Friday, March 11, 2011

Coming Out to an Apostle


Thanks for everyone's thoughts and opinions on what Elder Bednar said (or did not say) regarding homosexuality. I tend to remain generally optimistic, based on a one-on-one interaction I had with him following the fireside.

We had the chance to shake his hand afterwards, and since I was near the front of the chapel, I took the opportunity to line up to say hello to him in person. Most people were just shaking his hand and moving on, but I wanted to say something to him.

I wanted to send a polite, meaningful message that might alter his perspective slightly or open up his eyes on the issue that he could eventually report back to the Twelve on. I didn't have much time to think, but when I approached him I shook his hand, thanked him for his earlier comments and then said something along these lines:

"As someone who is gay and active in the church, who is doctrinally grounded to the extent that I am capable of understanding, who is temple worthy, who serves the Lord and those around me, making friends and doing what I can whenever I can to help, I just wanted to convey to you how hard and lonely a road that life is."

He took me by the hand, looked me in the eye and told me that he can't understand how hard it is or can be, but that the First Presidency and Twelve are acutely aware of what is happening. He commended me for not letting the world define me, for realizing my divine heritage and for my integrity. I then moved on in the line.

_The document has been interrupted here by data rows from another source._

//! Command line interface for the YTU academic calendar export.

mod commands;

use std::env;

use anyhow::Result;
use clap::{Args, Parser, Subcommand};
use tracing_subscriber::{layer::SubscriberExt, util::SubscriberInitExt};
use ytu_takvim_core::provider::DEFAULT_API_URL;

#[derive(Parser)]
#[command(name = "ytu-takvim")]
#[command(about = "YTÜ akademik takvim ICS dışa aktarma aracı")]
#[command(version)]
struct Cli {
    #[command(subcommand)]
    command: Commands,

    /// Ayrıntılı log çıktısı
    #[arg(short, long)]
    verbose: bool,

    /// Takvim API adresi (varsayılan: TAKVIM_API_URL ortam değişkeni)
    #[arg(long)]
    api_url: Option<String>,
}

#[derive(Subcommand)]
enum Commands {
    /// Takvim girdilerini akademik döneme göre listele
    List {
        /// Ham payload'u JSON olarak yazdır
        #[arg(long)]
        json: bool,
    },

    /// Seçilen girdileri ay ay önizle
    Months {
        #[command(flatten)]
        selection: SelectionArgs,
    },

    /// Seçilen girdileri ICS dosyası olarak dışa aktar
    Export {
        #[command(flatten)]
        selection: SelectionArgs,

        /// Çıktı dosya yolu
        #[arg(short, long)]
        output: Option<String>,
    },
}

/// Hangi girdilerin seçileceği
#[derive(Args)]
struct SelectionArgs {
    /// Tüm girdileri seç
    #[arg(long)]
    all: bool,

    /// Popüler ön seçimi uygula
    #[arg(long)]
    popular: bool,

    /// Belirli girdi id'lerini seç (virgülle ayrılmış)
    #[arg(long, value_delimiter = ',')]
    ids: Vec<String>,
}

impl SelectionArgs {
    fn into_spec(self) -> commands::SelectionSpec {
        commands::SelectionSpec {
            all: self.all,
            popular: self.popular,
            ids: self.ids,
        }
    }
}

#[tokio::main]
async fn main() -> Result<()> {
    let cli = Cli::parse();

    let log_level = if cli.verbose { "debug" } else { "info" };

    tracing_subscriber::registry()
        .with(
            tracing_subscriber::EnvFilter::try_from_default_env()
                .unwrap_or_else(|_| format!("ytu_takvim_cli={}", log_level).into()),
        )
        .with(tracing_subscriber::fmt::layer())
        .init();

    let api_url = cli
        .api_url
        .or_else(|| env::var("TAKVIM_API_URL").ok())
        .unwrap_or_else(|| DEFAULT_API_URL.to_string());

    match cli.command {
        Commands::List { json } => commands::list_command(api_url, json).await,

        Commands::Months { selection } => {
            commands::months_command(api_url, selection.into_spec()).await
        }

        Commands::Export { selection, output } => {
            commands::export_command(api_url, selection.into_spec(), output).await
        }
    }
}
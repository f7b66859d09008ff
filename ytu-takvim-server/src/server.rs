use std::{env, net::SocketAddr};

use anyhow::Result;
use tokio::net::TcpListener;

use crate::handlers::create_app;

/// Bind and serve the calendar service.
pub async fn start_server(api_url: String) -> Result<()> {
    let app = create_app(api_url);

    // Port from the environment, defaulting to 3000
    let port = env::var("PORT")
        .unwrap_or_else(|_| "3000".to_string())
        .parse::<u16>()
        .unwrap_or(3000);

    let addr = SocketAddr::from(([0, 0, 0, 0], port));

    tracing::info!("YTU Takvim Server starting on {}", addr);

    let listener = TcpListener::bind(addr).await?;

    axum::serve(listener, app).await?;

    Ok(())
}
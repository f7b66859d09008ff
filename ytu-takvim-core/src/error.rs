use thiserror::Error;

/// Errors surfaced by the calendar core.
#[derive(Error, Debug)]
pub enum Error {
    #[error("HTTP request failed: {0}")]
    Http(#[from] reqwest::Error),

    #[error("JSON parsing failed: {0}")]
    Json(#[from] serde_json::Error),

    #[error("Date/time parsing failed: {0}")]
    DateTime(#[from] chrono::ParseError),

    #[error("Calendar service returned HTTP {0}")]
    Status(u16),

    #[error("Invalid configuration: {0}")]
    Config(String),

    #[error("Network timeout")]
    Timeout,
}

/// Crate-wide result alias.
pub type Result<T> = std::result::Result<T, Error>;
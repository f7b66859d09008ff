use chrono::NaiveDate;
use serde::{Deserialize, Serialize};

/// Fallback event title when an entry carries neither a category nor an
/// academic period.
pub const DEFAULT_TITLE: &str = "Etkinlik";

/// One contiguous date range, inclusive on both ends.
#[derive(Debug, Clone, Copy, PartialEq, Eq, Serialize, Deserialize)]
pub struct DateSpan {
    /// First day of the range
    pub start: NaiveDate,
    /// Last day of the range (inclusive)
    pub end: NaiveDate,
}

impl DateSpan {
    /// Create a span; `start` and `end` may be the same day.
    pub fn new(start: NaiveDate, end: NaiveDate) -> Self {
        Self { start, end }
    }

    /// Whether the span covers a single calendar day.
    pub fn is_single_day(&self) -> bool {
        self.start == self.end
    }
}

/// Date information of one entry: the raw cell text plus any machine-parsed
/// ranges. `spans` is authoritative for scheduling when non-empty; `raw` is
/// the display and description fallback.
#[derive(Debug, Clone, Default, Serialize, Deserialize)]
pub struct DateInfo {
    /// Free-text date description as it appeared upstream
    #[serde(default)]
    pub raw: String,
    /// Parsed ranges, empty when the text could not be parsed
    #[serde(default)]
    pub spans: Vec<DateSpan>,
}

impl DateInfo {
    /// Whether any machine-parsed range is available.
    pub fn has_spans(&self) -> bool {
        !self.spans.is_empty()
    }
}

/// One calendar row as delivered by the upstream payload.
///
/// Every field is defaulted so that partial rows degrade to an entry with
/// empty date info instead of failing the whole payload.
#[derive(Debug, Clone, Default, Serialize, Deserialize)]
pub struct RawEntry {
    /// Academic period column ("Güz Yarıyılı", "Bahar-Tatil", ...)
    #[serde(default)]
    pub akademik_donem: Option<String>,
    /// Category column ("Ders Kayıtları", ...)
    #[serde(default)]
    pub kategori: Option<String>,
    /// Date column, raw text plus parsed spans
    #[serde(default)]
    pub tarih: DateInfo,
}

/// Metadata about the upstream workbook the payload was extracted from.
#[derive(Debug, Clone, Default, Serialize, Deserialize)]
pub struct Source {
    /// Name of the downloaded workbook
    #[serde(default)]
    pub file_name: Option<String>,
    /// When the workbook was downloaded
    #[serde(default)]
    pub downloaded_at: Option<String>,
    /// Where the workbook was downloaded from
    #[serde(default)]
    pub url: Option<String>,
}

/// Payload returned by the `/api/takvim` endpoint.
#[derive(Debug, Clone, Default, Serialize, Deserialize)]
pub struct CalendarPayload {
    /// Source workbook metadata, when the service provides it
    #[serde(default)]
    pub source: Option<Source>,
    /// Calendar rows in upstream order
    #[serde(default)]
    pub entries: Vec<RawEntry>,
}

/// Display color pair for an entry and the events projected from it.
#[derive(Debug, Clone, Copy, PartialEq, Eq, Serialize)]
pub struct EventColor {
    /// Background fill
    pub bg: &'static str,
    /// Border accent, a darker shade of `bg`
    pub border: &'static str,
}

/// Fixed 8-color palette cycled over entries in payload order.
pub const EVENT_PALETTE: [EventColor; 8] = [
    EventColor { bg: "#2563eb", border: "#1d4ed8" },
    EventColor { bg: "#0d9488", border: "#0f766e" },
    EventColor { bg: "#e11d48", border: "#be123c" },
    EventColor { bg: "#7c3aed", border: "#6d28d9" },
    EventColor { bg: "#ca8a04", border: "#a16207" },
    EventColor { bg: "#f97316", border: "#ea580c" },
    EventColor { bg: "#0284c7", border: "#0369a1" },
    EventColor { bg: "#22c55e", border: "#16a34a" },
];

/// A normalized calendar entry: one raw row plus its assigned identifier
/// and display color. Created once per payload, never mutated afterwards,
/// discarded on the next fetch.
#[derive(Debug, Clone, Serialize)]
pub struct Entry {
    /// Stable-within-one-payload identifier, `<period|diger>-<index>`
    pub id: String,
    /// Academic period, `None` or empty when the column was blank
    pub akademik_donem: Option<String>,
    /// Category, `None` or empty when the column was blank
    pub kategori: Option<String>,
    /// Date text and parsed spans
    pub tarih: DateInfo,
    /// Palette color assigned by payload position
    pub color: EventColor,
}

impl Entry {
    /// Academic period, treating empty strings like absent values.
    pub fn period(&self) -> Option<&str> {
        non_empty(self.akademik_donem.as_deref())
    }

    /// Category, treating empty strings like absent values.
    pub fn category(&self) -> Option<&str> {
        non_empty(self.kategori.as_deref())
    }

    /// Event title: category, falling back to the academic period, falling
    /// back to [`DEFAULT_TITLE`].
    pub fn title(&self) -> &str {
        self.category()
            .or_else(|| self.period())
            .unwrap_or(DEFAULT_TITLE)
    }
}

/// One renderable calendar event, derived from an `(entry, span)` pair.
///
/// `end` is exclusive: the day after the span's inclusive end, as calendar
/// grids and ICS expect.
#[derive(Debug, Clone, PartialEq, Eq, Serialize)]
pub struct CalendarEvent {
    /// `<entry.id>-<spanIndex>`
    pub id: String,
    /// Display title of the originating entry
    pub title: String,
    /// First day of the event
    pub start: NaiveDate,
    /// Day after the last day of the event
    pub end: NaiveDate,
    /// Color inherited from the originating entry
    pub color: EventColor,
    /// Raw date text of the originating entry
    pub raw_range: String,
    /// Academic period carried for downstream consumers
    pub akademik_donem: Option<String>,
    /// Category carried for downstream consumers
    pub kategori: Option<String>,
}

/// The upstream extractor writes blank cells as empty strings, so both
/// `None` and `""` count as missing.
pub(crate) fn non_empty(value: Option<&str>) -> Option<&str> {
    value.filter(|s| !s.is_empty())
}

In public meetings, I believe general authorities must maintain a consistent message across the board. In their personal ministries, they can be more open and compassionate. I hope that in the near future the wider consistent message and the compassionate personal response can merge to better uplift gay members of the church.

Tuesday, March 1, 2011

Elder Bednar on Homosexuality


On Friday, I had the opportunity to attend a fireside for Young Single Adults in New York. Elder David A. Bednar was the featured speaker, and he decided to have an open forum question and answer period. (For those of you reading who may not be Mormon, Elder Bednar is a member of the modern Quorum of the Twelve Apostles and a special witness of Christ...so he is a pretty big deal.)

I got there about 45 minutes early and the room was quickly filling up. One of my friends had saved me a seat in the front, and so I joined her on the pew. I settled in and removed a piece of paper from my bag that had the question I wanted to ask written on it.

Thank you so much for all of your suggestions as to what I should ask Elder Bednar. I took a little from each of you and came up with a question that I thought would be a good one for him to answer that was not accusatory or offensive but more inquisitive and genuine.

Here was my my question.
I believe that sexuality is not a conscious choice in this life. I have a question with two parts. 1) How does homosexuality fit in the plan of salvation, and 2) what is the church specifically doing on a general level to better support and uplift the thousands of our gay brothers and sisters, both active and inactive, who are in need spiritually, socially and emotionally?

I realized that by asking the question I was going to essentially out myself to the whole audience of young single adults from three stakes. Yes, I was nervous, but I had made the choice and wanted to hear his answer. (I teased my straight friend about her asking the question for me, and she said she couldn't do it with a straight face.)

I am coming up on being out to myself for a year now (wow!) and really don't mind people knowing about me being gay, so I raised my hand at every opportunity, hoping to be called on. But I wasn't.

The audience was packed with raised hands, and only a few were picked to ask a question since each answer lasted from 10 to 20 minutes. I was a little disappointed because I was ready to take that step and ask the question that would establish myself publicly as a gay Mormon.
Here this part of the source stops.